__EXERCISE__
Where does the word "Some" show up in the records? Copy every line that has it.

__Stored data__

####################

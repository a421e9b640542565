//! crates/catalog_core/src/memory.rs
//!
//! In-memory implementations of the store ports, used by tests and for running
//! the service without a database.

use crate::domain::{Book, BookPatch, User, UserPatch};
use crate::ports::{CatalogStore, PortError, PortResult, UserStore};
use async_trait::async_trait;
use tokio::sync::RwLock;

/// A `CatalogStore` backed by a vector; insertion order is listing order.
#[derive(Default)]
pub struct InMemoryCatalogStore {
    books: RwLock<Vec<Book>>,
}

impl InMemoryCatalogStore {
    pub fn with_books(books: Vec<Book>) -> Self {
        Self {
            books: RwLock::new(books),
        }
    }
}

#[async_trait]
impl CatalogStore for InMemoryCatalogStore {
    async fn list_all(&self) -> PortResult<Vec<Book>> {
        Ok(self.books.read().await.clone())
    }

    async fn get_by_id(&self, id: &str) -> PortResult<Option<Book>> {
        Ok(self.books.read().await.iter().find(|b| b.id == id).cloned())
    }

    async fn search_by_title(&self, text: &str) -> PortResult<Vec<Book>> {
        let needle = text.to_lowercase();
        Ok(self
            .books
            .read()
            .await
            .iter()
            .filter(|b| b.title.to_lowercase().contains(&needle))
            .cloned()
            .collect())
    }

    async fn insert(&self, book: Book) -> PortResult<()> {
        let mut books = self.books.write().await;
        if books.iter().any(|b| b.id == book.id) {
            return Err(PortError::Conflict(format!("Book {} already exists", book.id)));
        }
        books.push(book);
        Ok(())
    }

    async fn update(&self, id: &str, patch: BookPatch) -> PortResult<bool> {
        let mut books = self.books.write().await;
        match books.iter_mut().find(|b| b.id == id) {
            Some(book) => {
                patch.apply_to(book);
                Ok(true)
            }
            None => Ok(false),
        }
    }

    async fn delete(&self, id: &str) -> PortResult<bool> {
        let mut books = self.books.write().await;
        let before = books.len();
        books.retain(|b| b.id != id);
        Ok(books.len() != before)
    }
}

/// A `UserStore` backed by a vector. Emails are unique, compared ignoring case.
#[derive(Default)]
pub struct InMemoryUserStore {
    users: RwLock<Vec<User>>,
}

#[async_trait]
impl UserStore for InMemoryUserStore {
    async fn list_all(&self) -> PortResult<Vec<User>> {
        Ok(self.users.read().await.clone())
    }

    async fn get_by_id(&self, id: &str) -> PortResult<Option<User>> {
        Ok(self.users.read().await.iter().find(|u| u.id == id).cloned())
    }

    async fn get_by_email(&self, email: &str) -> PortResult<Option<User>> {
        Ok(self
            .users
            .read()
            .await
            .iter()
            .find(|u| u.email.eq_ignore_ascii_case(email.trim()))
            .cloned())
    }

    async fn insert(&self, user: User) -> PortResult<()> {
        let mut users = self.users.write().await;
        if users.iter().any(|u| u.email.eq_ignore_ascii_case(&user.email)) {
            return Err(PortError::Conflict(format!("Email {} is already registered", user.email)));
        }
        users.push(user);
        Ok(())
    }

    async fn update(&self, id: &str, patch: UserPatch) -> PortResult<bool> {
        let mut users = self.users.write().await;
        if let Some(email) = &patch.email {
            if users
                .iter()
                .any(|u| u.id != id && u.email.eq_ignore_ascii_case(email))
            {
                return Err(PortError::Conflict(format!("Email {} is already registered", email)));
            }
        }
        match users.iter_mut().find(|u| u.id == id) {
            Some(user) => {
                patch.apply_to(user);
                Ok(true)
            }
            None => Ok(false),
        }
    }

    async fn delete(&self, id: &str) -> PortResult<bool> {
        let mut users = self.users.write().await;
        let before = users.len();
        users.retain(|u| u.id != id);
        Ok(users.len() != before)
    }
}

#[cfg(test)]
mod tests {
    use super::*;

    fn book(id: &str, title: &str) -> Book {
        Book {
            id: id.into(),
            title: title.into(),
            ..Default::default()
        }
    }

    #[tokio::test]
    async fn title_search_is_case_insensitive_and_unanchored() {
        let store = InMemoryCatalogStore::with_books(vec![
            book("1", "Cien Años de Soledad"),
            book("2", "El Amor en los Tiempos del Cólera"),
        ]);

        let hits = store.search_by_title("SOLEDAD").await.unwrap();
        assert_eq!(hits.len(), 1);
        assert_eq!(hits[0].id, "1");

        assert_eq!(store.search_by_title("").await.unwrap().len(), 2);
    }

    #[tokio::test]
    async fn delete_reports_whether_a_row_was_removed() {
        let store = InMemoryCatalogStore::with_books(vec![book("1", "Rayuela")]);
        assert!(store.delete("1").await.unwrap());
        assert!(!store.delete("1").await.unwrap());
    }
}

####################

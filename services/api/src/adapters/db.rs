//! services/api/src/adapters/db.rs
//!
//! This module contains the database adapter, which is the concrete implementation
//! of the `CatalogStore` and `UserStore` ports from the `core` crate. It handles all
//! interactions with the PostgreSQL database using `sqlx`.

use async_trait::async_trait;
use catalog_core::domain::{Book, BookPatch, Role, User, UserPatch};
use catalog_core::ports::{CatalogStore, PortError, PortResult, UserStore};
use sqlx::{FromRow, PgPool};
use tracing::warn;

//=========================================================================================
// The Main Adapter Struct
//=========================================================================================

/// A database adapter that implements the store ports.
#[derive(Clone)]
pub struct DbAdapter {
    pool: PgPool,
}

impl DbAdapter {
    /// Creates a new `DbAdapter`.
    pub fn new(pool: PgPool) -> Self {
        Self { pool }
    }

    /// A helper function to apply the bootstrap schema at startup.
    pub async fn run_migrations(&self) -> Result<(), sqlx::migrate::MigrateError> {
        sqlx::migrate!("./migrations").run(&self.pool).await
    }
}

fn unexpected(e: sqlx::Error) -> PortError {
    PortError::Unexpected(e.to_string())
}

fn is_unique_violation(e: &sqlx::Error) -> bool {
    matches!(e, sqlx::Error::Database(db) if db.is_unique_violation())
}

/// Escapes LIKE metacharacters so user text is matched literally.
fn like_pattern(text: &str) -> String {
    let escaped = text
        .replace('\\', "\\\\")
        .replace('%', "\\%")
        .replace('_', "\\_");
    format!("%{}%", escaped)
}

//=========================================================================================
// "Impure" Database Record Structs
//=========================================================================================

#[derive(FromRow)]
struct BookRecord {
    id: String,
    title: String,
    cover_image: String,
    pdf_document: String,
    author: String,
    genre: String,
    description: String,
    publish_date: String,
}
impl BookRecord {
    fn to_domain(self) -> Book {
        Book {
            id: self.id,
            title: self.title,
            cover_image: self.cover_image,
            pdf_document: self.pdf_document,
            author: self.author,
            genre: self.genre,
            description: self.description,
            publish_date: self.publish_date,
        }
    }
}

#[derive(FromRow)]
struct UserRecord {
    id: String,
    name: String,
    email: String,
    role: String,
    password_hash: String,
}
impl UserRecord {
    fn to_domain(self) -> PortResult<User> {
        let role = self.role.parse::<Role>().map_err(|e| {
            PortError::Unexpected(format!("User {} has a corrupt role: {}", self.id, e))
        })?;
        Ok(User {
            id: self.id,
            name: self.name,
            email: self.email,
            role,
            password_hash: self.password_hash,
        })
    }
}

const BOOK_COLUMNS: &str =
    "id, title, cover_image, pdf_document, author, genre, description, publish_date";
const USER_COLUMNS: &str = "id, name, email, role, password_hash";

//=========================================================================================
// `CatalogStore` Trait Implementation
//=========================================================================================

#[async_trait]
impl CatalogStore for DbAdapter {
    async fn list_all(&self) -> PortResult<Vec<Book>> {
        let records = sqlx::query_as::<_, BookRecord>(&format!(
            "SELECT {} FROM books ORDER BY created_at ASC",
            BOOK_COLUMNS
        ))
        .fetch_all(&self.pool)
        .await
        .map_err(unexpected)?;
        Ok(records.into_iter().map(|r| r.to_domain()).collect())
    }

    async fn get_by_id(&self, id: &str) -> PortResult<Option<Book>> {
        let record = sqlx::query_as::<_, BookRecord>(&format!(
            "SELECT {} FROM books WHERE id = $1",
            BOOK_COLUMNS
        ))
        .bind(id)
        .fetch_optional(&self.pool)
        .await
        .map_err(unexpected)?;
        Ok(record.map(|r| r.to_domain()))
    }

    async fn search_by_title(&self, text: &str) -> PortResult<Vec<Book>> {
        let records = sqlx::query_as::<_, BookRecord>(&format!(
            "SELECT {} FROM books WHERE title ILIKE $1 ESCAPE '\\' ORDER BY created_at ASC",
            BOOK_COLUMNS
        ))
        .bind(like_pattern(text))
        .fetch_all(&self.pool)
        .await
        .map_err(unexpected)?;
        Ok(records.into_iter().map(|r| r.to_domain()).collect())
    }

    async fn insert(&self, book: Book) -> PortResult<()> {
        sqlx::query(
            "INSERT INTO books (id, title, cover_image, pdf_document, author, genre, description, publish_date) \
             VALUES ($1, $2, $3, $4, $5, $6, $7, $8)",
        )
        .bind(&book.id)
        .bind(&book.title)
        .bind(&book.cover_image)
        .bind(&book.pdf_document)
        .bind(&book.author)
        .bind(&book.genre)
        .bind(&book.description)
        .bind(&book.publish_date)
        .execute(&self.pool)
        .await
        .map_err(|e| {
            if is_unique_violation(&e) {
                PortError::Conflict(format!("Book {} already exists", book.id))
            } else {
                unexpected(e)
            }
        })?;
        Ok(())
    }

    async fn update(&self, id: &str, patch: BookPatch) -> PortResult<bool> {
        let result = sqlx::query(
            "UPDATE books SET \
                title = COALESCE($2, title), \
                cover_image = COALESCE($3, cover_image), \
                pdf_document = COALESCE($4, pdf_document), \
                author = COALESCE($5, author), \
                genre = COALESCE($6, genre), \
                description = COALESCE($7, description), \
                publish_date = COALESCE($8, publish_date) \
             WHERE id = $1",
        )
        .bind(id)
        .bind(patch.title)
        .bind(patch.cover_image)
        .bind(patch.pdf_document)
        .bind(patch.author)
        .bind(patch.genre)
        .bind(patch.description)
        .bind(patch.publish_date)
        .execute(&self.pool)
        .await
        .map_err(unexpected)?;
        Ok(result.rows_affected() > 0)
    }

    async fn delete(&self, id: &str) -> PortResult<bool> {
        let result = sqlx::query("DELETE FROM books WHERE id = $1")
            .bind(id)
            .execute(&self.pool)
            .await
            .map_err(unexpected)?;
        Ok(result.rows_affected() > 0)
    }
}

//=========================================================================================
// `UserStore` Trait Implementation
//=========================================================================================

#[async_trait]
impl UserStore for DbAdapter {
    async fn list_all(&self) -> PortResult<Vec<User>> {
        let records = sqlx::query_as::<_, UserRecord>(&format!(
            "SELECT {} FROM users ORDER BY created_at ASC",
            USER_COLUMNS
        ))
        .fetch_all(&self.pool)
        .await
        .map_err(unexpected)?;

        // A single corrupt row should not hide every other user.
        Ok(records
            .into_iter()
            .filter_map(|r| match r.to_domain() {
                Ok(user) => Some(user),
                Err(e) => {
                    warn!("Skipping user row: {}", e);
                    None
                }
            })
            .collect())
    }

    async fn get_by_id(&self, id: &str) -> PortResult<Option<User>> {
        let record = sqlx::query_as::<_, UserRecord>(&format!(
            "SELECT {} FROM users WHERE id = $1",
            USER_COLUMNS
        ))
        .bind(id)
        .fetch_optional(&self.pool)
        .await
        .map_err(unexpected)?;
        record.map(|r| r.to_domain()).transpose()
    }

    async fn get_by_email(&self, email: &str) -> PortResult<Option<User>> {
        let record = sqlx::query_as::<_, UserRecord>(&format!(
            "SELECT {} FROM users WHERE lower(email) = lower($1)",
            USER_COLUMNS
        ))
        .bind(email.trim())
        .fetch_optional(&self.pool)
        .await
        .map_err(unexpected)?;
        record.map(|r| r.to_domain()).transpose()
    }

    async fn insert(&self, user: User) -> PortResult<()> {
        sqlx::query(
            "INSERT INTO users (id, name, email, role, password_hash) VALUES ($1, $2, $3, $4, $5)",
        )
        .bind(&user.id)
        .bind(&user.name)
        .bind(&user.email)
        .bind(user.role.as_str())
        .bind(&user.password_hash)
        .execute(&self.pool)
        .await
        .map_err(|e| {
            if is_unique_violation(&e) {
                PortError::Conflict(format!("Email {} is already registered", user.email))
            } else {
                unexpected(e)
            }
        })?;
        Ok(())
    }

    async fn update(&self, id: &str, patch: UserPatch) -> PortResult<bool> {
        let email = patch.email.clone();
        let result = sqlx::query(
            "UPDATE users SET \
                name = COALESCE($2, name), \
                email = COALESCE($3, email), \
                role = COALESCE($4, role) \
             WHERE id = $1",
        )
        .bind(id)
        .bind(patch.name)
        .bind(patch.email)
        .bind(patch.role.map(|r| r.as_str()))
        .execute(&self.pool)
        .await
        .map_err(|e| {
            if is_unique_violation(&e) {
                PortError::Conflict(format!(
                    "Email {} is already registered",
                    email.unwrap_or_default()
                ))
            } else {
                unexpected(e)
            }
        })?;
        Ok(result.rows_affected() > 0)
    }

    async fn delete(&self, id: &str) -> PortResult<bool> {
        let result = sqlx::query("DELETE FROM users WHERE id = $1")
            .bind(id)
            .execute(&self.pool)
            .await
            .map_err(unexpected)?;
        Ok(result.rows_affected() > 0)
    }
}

####################

__THE ANSWER__
            Some(book) => {
        if let Some(email) = &patch.email {
            Some(user) => {
                Ok(user) => Some(user),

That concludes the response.